Work task: Count the lines below that carry the word "trimmed". Answer with that number alone.

Entries provided:

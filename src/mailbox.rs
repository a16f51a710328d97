//! Mailbox access — the search seam the engine consumes, plus the Gmail
//! REST implementation of it.
//!
//! The engine only ever sees [`MailFetcher`]: a query string in, threads
//! out, and the account's own addresses for self-exclusion. Everything
//! Gmail-specific (REST paths, base64url bodies, header layout) stays here.

use async_trait::async_trait;
use base64::Engine as _;
use base64::engine::general_purpose;
use chrono::{DateTime, Utc};
use secrecy::{ExposeSecret, SecretString};
use serde::Deserialize;
use tracing::debug;

use crate::error::FetchError;

/// One message of a mail thread, headers pre-split by the backend.
#[derive(Debug, Clone)]
pub struct MailMessage {
    /// Backend message id, unique within a run.
    pub id: String,
    /// Raw From header (may be `Name <addr>` form).
    pub from: String,
    pub to: String,
    pub cc: String,
    pub subject: String,
    /// Plain-text body.
    pub body: String,
    pub date: DateTime<Utc>,
    /// Label ids attached to the message.
    pub labels: Vec<String>,
}

/// A mail thread with its messages ordered oldest to newest.
#[derive(Debug, Clone)]
pub struct Thread {
    pub id: String,
    pub messages: Vec<MailMessage>,
}

/// Search seam consumed by the matcher.
#[async_trait]
pub trait MailFetcher: Send + Sync {
    /// Execute a mailbox search query and return the matching threads.
    async fn search(&self, query: &str) -> Result<Vec<Thread>, FetchError>;

    /// The account's primary address (first) plus registered send-as
    /// aliases.
    async fn own_addresses(&self) -> Result<Vec<String>, FetchError>;
}

/// Extract the bare mailbox address from a From/To header value.
///
/// `"Alice Example <alice@example.com>"` → `alice@example.com`; a bare
/// address passes through trimmed.
pub fn mailbox_address(header: &str) -> &str {
    if let (Some(start), Some(end)) = (header.rfind('<'), header.rfind('>')) {
        if start < end {
            return header[start + 1..end].trim();
        }
    }
    header.trim()
}

/// Whether a From header names one of the account's own addresses.
pub fn is_own_address(from: &str, own: &[String]) -> bool {
    let addr = mailbox_address(from);
    own.iter()
        .any(|mine| addr.eq_ignore_ascii_case(mailbox_address(mine)))
}

// ── Gmail REST implementation ──────────────────────────────────────

const GMAIL_BASE_URL: &str = "https://gmail.googleapis.com/gmail/v1/users/me";
const PAGE_SIZE: u32 = 100;

/// [`MailFetcher`] backed by the Gmail REST API with a bearer token.
pub struct GmailFetcher {
    client: reqwest::Client,
    token: SecretString,
    base_url: String,
}

impl GmailFetcher {
    pub fn new(token: SecretString) -> Self {
        Self {
            client: reqwest::Client::new(),
            token,
            base_url: GMAIL_BASE_URL.to_string(),
        }
    }

    /// Point at a different API root (local test servers).
    pub fn with_base_url(token: SecretString, base_url: impl Into<String>) -> Self {
        Self {
            client: reqwest::Client::new(),
            token,
            base_url: base_url.into(),
        }
    }

    fn api_url(&self, path: &str) -> String {
        format!("{}/{path}", self.base_url)
    }

    async fn get_json<T: serde::de::DeserializeOwned>(
        &self,
        url: &str,
        query: &[(&str, &str)],
    ) -> Result<T, FetchError> {
        let resp = self
            .client
            .get(url)
            .bearer_auth(self.token.expose_secret())
            .query(query)
            .send()
            .await
            .map_err(|e| FetchError::Http(e.to_string()))?;

        let status = resp.status();
        if !status.is_success() {
            let body = resp.text().await.unwrap_or_default();
            return Err(FetchError::BadStatus {
                status: status.as_u16(),
                body,
            });
        }

        resp.json::<T>()
            .await
            .map_err(|e| FetchError::Http(e.to_string()))
    }

    async fn fetch_thread(&self, id: &str) -> Result<Thread, FetchError> {
        let url = self.api_url(&format!("threads/{id}"));
        let thread: GmailThread = self.get_json(&url, &[("format", "full")]).await?;

        let mut messages: Vec<MailMessage> = thread
            .messages
            .unwrap_or_default()
            .into_iter()
            .map(convert_message)
            .collect();
        messages.sort_by_key(|m| m.date);

        Ok(Thread {
            id: thread.id,
            messages,
        })
    }
}

#[async_trait]
impl MailFetcher for GmailFetcher {
    async fn search(&self, query: &str) -> Result<Vec<Thread>, FetchError> {
        let url = self.api_url("threads");
        let page_size = PAGE_SIZE.to_string();
        let mut refs: Vec<ThreadRef> = Vec::new();
        let mut page_token: Option<String> = None;

        loop {
            let mut params: Vec<(&str, &str)> =
                vec![("q", query), ("maxResults", &page_size)];
            if let Some(token) = &page_token {
                params.push(("pageToken", token));
            }
            let list: ThreadList = self
                .get_json(&url, &params)
                .await
                .map_err(|e| FetchError::SearchFailed {
                    query: query.to_string(),
                    reason: e.to_string(),
                })?;

            refs.extend(list.threads.unwrap_or_default());
            match list.next_page_token {
                Some(token) => page_token = Some(token),
                None => break,
            }
        }

        debug!(query = %query, threads = refs.len(), "Mailbox search done");

        let mut threads = Vec::with_capacity(refs.len());
        for thread_ref in refs {
            threads.push(self.fetch_thread(&thread_ref.id).await?);
        }
        Ok(threads)
    }

    async fn own_addresses(&self) -> Result<Vec<String>, FetchError> {
        let profile: GmailProfile = self
            .get_json(&self.api_url("profile"), &[])
            .await
            .map_err(|e| FetchError::Profile(e.to_string()))?;

        let send_as: SendAsList = self
            .get_json(&self.api_url("settings/sendAs"), &[])
            .await
            .map_err(|e| FetchError::Profile(e.to_string()))?;

        // Primary address first; the engine uses it for deep links.
        let mut addresses = vec![profile.email_address];
        for entry in send_as.send_as.unwrap_or_default() {
            if let Some(alias) = entry.send_as_email {
                if !addresses.iter().any(|a| a.eq_ignore_ascii_case(&alias)) {
                    addresses.push(alias);
                }
            }
        }
        Ok(addresses)
    }
}

// ── Gmail wire types ───────────────────────────────────────────────

#[derive(Debug, Deserialize)]
#[serde(rename_all = "camelCase")]
struct ThreadList {
    threads: Option<Vec<ThreadRef>>,
    next_page_token: Option<String>,
}

#[derive(Debug, Deserialize)]
struct ThreadRef {
    id: String,
}

#[derive(Debug, Deserialize)]
struct GmailThread {
    id: String,
    messages: Option<Vec<GmailMessage>>,
}

#[derive(Debug, Deserialize)]
#[serde(rename_all = "camelCase")]
struct GmailMessage {
    id: String,
    label_ids: Option<Vec<String>>,
    /// Epoch milliseconds, as a decimal string.
    internal_date: Option<String>,
    payload: Option<GmailPart>,
}

#[derive(Debug, Deserialize)]
#[serde(rename_all = "camelCase")]
struct GmailPart {
    mime_type: Option<String>,
    headers: Option<Vec<GmailHeader>>,
    body: Option<GmailBody>,
    parts: Option<Vec<GmailPart>>,
}

#[derive(Debug, Deserialize)]
struct GmailHeader {
    name: String,
    value: String,
}

#[derive(Debug, Deserialize)]
struct GmailBody {
    data: Option<String>,
}

#[derive(Debug, Deserialize)]
#[serde(rename_all = "camelCase")]
struct GmailProfile {
    email_address: String,
}

#[derive(Debug, Deserialize)]
#[serde(rename_all = "camelCase")]
struct SendAsList {
    send_as: Option<Vec<SendAsEntry>>,
}

#[derive(Debug, Deserialize)]
#[serde(rename_all = "camelCase")]
struct SendAsEntry {
    send_as_email: Option<String>,
}

fn header_value(part: Option<&GmailPart>, name: &str) -> String {
    part.and_then(|p| p.headers.as_ref())
        .and_then(|headers| {
            headers
                .iter()
                .find(|h| h.name.eq_ignore_ascii_case(name))
                .map(|h| h.value.clone())
        })
        .unwrap_or_default()
}

fn convert_message(msg: GmailMessage) -> MailMessage {
    let payload = msg.payload.as_ref();
    let date = msg
        .internal_date
        .as_deref()
        .and_then(|ms| ms.parse::<i64>().ok())
        .and_then(|ms| DateTime::from_timestamp_millis(ms))
        .unwrap_or_else(|| DateTime::from_timestamp(0, 0).unwrap_or_default());

    let body = payload
        .and_then(|p| extract_text_body(p, "text/plain"))
        .unwrap_or_default();

    MailMessage {
        id: msg.id,
        from: header_value(payload, "From"),
        to: header_value(payload, "To"),
        cc: header_value(payload, "Cc"),
        subject: header_value(payload, "Subject"),
        body,
        date,
        labels: msg.label_ids.unwrap_or_default(),
    }
}

/// Walk a MIME part tree and pull out the first matching text body,
/// decoding Gmail's base64url encoding (with lenient fallbacks).
fn extract_text_body(part: &GmailPart, mime_type: &str) -> Option<String> {
    if part.mime_type.as_deref() == Some(mime_type) {
        if let Some(data) = part.body.as_ref().and_then(|b| b.data.as_deref()) {
            let trimmed = data.trim();
            let decoded = general_purpose::URL_SAFE_NO_PAD
                .decode(trimmed)
                .or_else(|_| general_purpose::URL_SAFE.decode(trimmed))
                .or_else(|_| general_purpose::STANDARD_NO_PAD.decode(trimmed))
                .or_else(|_| general_purpose::STANDARD.decode(trimmed));
            return match decoded {
                Ok(bytes) => String::from_utf8(bytes).ok(),
                // Some backends hand the content through undecoded.
                Err(_) => Some(trimmed.to_string()),
            };
        }
    }

    if let Some(parts) = &part.parts {
        let mut full_body = String::new();
        for p in parts {
            if let Some(body) = extract_text_body(p, mime_type) {
                full_body.push_str(&body);
            }
        }
        if !full_body.is_empty() {
            return Some(full_body);
        }
    }

    None
}

#[cfg(test)]
mod tests {
    use super::*;
    use base64::Engine as _;

    #[test]
    fn mailbox_address_strips_display_name() {
        assert_eq!(
            mailbox_address("Alice Example <alice@example.com>"),
            "alice@example.com"
        );
    }

    #[test]
    fn mailbox_address_passes_bare_address() {
        assert_eq!(mailbox_address("  bob@example.com "), "bob@example.com");
    }

    #[test]
    fn is_own_address_is_case_insensitive() {
        let own = vec!["Me@Example.com".to_string()];
        assert!(is_own_address("Myself <me@example.com>", &own));
        assert!(!is_own_address("Other <other@example.com>", &own));
    }

    #[test]
    fn converts_gmail_message() {
        let encoded = general_purpose::URL_SAFE_NO_PAD.encode("Hello there");
        let json = serde_json::json!({
            "id": "m1",
            "labelIds": ["INBOX", "IMPORTANT"],
            "internalDate": "1700000000000",
            "payload": {
                "mimeType": "text/plain",
                "headers": [
                    { "name": "From", "value": "Alice <alice@example.com>" },
                    { "name": "To", "value": "me@example.com" },
                    { "name": "Subject", "value": "Hi" }
                ],
                "body": { "data": encoded }
            }
        });
        let msg: GmailMessage = serde_json::from_value(json).unwrap();
        let converted = convert_message(msg);
        assert_eq!(converted.id, "m1");
        assert_eq!(converted.from, "Alice <alice@example.com>");
        assert_eq!(converted.subject, "Hi");
        assert_eq!(converted.cc, "");
        assert_eq!(converted.body, "Hello there");
        assert_eq!(converted.date.timestamp(), 1_700_000_000);
        assert_eq!(converted.labels, vec!["INBOX", "IMPORTANT"]);
    }

    #[test]
    fn extracts_body_from_multipart() {
        let encoded = general_purpose::URL_SAFE_NO_PAD.encode("plain part");
        let json = serde_json::json!({
            "mimeType": "multipart/alternative",
            "parts": [
                { "mimeType": "text/html", "body": { "data": "aWdub3JlZA" } },
                { "mimeType": "text/plain", "body": { "data": encoded } }
            ]
        });
        let part: GmailPart = serde_json::from_value(json).unwrap();
        assert_eq!(
            extract_text_body(&part, "text/plain").as_deref(),
            Some("plain part")
        );
    }

    #[test]
    fn missing_body_yields_none() {
        let part: GmailPart =
            serde_json::from_value(serde_json::json!({ "mimeType": "text/plain" })).unwrap();
        assert!(extract_text_body(&part, "text/plain").is_none());
    }
}
//! Webhook delivery — the notifier seam and its reqwest implementation.

use async_trait::async_trait;
use serde_json::Value;
use tracing::debug;

use crate::error::NotifyError;

/// Response from a webhook POST. The body is parsed as JSON when possible,
/// kept as raw text otherwise; the engine only logs it either way.
#[derive(Debug, Clone)]
pub struct NotifyResponse {
    pub status: u16,
    pub body: Value,
}

impl NotifyResponse {
    pub fn is_success(&self) -> bool {
        (200..300).contains(&self.status)
    }
}

/// Delivery seam consumed by the dispatcher.
#[async_trait]
pub trait Notifier: Send + Sync {
    /// POST a JSON payload to a webhook URL.
    ///
    /// An `Err` means the request never completed; a non-2xx response comes
    /// back as a normal [`NotifyResponse`] for the caller to log.
    async fn post(&self, url: &str, payload: &Value) -> Result<NotifyResponse, NotifyError>;
}

/// Parse a response body as JSON, falling back to the raw text.
pub fn parse_response_body(text: &str) -> Value {
    serde_json::from_str(text).unwrap_or_else(|_| Value::from(text))
}

/// [`Notifier`] backed by a shared reqwest client.
#[derive(Default)]
pub struct WebhookNotifier {
    client: reqwest::Client,
}

impl WebhookNotifier {
    pub fn new() -> Self {
        Self::default()
    }
}

#[async_trait]
impl Notifier for WebhookNotifier {
    async fn post(&self, url: &str, payload: &Value) -> Result<NotifyResponse, NotifyError> {
        let resp = self
            .client
            .post(url)
            .json(payload)
            .send()
            .await
            .map_err(|e| NotifyError::SendFailed {
                url: url.to_string(),
                reason: e.to_string(),
            })?;

        let status = resp.status().as_u16();
        let text = resp.text().await.unwrap_or_default();
        let body = parse_response_body(&text);
        debug!(url = %url, status, "Webhook response");

        Ok(NotifyResponse { status, body })
    }
}

#[cfg(test)]
mod tests {
    use super::*;

    #[test]
    fn json_body_is_parsed() {
        let body = parse_response_body(r#"{"id":"123"}"#);
        assert_eq!(body["id"], "123");
    }

    #[test]
    fn non_json_body_falls_back_to_text() {
        let body = parse_response_body("rate limited");
        assert_eq!(body, Value::from("rate limited"));
    }

    #[test]
    fn empty_body_falls_back_to_text() {
        assert_eq!(parse_response_body(""), Value::from(""));
    }

    #[test]
    fn success_statuses() {
        let ok = NotifyResponse {
            status: 204,
            body: Value::Null,
        };
        assert!(ok.is_success());
        let bad = NotifyResponse {
            status: 429,
            body: Value::Null,
        };
        assert!(!bad.is_success());
    }
}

Solution to this exercise: 7